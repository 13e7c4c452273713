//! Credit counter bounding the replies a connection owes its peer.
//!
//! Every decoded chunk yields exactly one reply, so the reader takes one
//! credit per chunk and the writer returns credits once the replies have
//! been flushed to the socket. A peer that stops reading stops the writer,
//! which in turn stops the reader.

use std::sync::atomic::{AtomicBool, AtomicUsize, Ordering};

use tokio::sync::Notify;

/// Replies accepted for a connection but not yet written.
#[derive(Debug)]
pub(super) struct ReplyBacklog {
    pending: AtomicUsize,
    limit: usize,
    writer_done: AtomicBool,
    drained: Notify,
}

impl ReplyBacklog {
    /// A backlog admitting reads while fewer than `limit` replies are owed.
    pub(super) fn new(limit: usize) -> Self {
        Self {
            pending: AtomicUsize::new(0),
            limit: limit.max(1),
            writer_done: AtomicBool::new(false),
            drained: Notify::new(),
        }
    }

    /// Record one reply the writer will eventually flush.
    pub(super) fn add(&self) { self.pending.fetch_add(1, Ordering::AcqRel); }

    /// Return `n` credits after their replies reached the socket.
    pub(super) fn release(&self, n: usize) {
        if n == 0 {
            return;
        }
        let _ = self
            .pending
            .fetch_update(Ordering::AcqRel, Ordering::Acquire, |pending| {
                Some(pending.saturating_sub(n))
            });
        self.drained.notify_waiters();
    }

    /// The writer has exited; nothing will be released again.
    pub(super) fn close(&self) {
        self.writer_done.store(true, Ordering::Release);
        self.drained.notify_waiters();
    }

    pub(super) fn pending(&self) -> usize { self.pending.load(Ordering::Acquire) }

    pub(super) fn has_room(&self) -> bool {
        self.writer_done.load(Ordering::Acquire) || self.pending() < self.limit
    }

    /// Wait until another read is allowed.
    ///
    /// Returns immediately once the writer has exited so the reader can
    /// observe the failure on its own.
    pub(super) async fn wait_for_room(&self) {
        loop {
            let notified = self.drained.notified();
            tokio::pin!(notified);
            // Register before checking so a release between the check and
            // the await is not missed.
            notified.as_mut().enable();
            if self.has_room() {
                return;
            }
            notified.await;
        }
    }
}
:::::
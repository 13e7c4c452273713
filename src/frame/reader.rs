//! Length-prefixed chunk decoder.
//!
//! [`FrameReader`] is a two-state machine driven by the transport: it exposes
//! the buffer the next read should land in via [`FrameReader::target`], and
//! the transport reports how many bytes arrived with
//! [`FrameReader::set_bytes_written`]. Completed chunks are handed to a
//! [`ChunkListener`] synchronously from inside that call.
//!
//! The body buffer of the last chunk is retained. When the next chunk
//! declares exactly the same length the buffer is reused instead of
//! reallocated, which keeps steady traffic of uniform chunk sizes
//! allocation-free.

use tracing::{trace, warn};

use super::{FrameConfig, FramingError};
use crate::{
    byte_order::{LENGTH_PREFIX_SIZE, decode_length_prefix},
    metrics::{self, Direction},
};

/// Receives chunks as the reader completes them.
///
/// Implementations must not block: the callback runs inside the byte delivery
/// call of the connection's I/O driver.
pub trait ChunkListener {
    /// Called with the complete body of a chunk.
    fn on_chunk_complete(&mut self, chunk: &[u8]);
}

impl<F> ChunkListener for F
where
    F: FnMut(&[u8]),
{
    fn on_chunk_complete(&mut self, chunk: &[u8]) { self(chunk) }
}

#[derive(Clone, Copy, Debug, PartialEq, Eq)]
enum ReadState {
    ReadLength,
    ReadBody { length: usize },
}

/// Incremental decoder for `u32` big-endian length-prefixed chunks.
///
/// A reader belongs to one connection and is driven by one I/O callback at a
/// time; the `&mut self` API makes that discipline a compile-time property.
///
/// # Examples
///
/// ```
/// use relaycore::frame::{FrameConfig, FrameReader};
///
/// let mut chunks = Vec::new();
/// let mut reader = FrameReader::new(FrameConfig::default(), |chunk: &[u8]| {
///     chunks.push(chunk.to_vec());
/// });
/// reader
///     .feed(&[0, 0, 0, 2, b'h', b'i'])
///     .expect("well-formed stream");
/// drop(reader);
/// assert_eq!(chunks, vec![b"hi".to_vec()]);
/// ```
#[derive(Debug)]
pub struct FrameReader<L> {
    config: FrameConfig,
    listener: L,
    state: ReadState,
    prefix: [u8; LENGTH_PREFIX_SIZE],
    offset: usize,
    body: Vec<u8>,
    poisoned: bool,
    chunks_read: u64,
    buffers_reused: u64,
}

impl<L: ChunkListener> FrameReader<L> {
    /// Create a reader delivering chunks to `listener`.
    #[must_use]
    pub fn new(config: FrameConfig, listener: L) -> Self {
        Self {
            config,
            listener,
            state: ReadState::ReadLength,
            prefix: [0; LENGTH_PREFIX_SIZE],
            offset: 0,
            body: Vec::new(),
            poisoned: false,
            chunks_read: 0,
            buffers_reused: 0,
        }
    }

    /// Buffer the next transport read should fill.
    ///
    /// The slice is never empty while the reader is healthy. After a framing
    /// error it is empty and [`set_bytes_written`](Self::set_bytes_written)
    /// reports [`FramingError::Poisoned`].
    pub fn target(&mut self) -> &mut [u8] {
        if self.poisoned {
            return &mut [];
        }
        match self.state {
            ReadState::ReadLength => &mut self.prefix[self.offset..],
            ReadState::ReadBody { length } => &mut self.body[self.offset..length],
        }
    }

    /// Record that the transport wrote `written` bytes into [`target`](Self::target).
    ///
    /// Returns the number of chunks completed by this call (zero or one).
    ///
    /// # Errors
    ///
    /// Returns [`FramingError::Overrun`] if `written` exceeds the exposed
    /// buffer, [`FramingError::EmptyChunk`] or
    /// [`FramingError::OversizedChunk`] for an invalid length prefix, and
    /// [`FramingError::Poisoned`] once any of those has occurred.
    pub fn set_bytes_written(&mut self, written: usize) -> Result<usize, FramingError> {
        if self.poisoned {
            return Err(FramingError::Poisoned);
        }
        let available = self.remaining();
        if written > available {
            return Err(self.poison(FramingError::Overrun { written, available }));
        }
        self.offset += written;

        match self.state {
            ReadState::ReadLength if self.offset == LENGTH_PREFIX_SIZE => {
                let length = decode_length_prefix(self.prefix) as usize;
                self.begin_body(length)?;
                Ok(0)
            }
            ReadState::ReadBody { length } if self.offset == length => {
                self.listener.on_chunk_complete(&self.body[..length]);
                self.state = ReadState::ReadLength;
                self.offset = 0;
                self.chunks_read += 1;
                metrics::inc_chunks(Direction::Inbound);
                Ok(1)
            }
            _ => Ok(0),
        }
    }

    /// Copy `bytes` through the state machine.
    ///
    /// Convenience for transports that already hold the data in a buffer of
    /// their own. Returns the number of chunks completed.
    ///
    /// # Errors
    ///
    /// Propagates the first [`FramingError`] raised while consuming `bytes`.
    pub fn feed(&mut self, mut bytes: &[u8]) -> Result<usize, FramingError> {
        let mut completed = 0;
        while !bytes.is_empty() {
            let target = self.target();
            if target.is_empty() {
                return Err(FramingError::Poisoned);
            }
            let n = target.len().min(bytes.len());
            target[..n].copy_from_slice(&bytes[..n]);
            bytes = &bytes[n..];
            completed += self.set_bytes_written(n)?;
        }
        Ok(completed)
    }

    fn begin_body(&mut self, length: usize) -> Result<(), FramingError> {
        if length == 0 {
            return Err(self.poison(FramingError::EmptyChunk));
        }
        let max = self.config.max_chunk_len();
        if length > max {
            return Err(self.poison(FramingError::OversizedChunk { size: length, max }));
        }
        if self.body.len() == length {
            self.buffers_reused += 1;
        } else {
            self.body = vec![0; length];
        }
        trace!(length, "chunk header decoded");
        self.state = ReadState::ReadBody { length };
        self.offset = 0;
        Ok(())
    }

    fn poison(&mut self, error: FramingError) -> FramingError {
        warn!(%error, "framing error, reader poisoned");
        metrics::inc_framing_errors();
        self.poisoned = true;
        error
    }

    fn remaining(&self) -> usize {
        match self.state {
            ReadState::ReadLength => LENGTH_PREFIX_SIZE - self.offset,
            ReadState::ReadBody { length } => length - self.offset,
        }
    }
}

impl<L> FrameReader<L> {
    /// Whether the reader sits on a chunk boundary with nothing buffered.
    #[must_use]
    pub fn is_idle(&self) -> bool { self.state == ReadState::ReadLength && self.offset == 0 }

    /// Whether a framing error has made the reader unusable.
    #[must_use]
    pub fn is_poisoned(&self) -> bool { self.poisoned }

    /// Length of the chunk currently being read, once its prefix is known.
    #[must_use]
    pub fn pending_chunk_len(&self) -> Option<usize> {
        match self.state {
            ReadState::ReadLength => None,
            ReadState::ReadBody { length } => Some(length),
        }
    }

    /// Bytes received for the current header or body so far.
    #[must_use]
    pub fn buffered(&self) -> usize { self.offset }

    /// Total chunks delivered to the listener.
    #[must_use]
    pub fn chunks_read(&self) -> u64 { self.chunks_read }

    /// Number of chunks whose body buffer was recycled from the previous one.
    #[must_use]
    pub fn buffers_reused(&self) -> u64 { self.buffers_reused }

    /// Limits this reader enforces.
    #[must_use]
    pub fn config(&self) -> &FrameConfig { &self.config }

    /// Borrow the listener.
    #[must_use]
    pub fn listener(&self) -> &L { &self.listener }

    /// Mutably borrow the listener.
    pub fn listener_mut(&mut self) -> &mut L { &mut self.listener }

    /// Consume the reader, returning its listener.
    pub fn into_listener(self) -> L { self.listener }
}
:::::
| What you are asked to do |
Please reproduce, exactly as they appear above, the lines from the line containing "Record that the" up to and including the line containing "exceeds the exposed".

| Written solution |
    /// Record that the transport wrote `written` bytes into [`target`](Self::target).
    ///
    /// Returns the number of chunks completed by this call (zero or one).
    ///
    /// # Errors
    ///
    /// Returns [`FramingError::Overrun`] if `written` exceeds the exposed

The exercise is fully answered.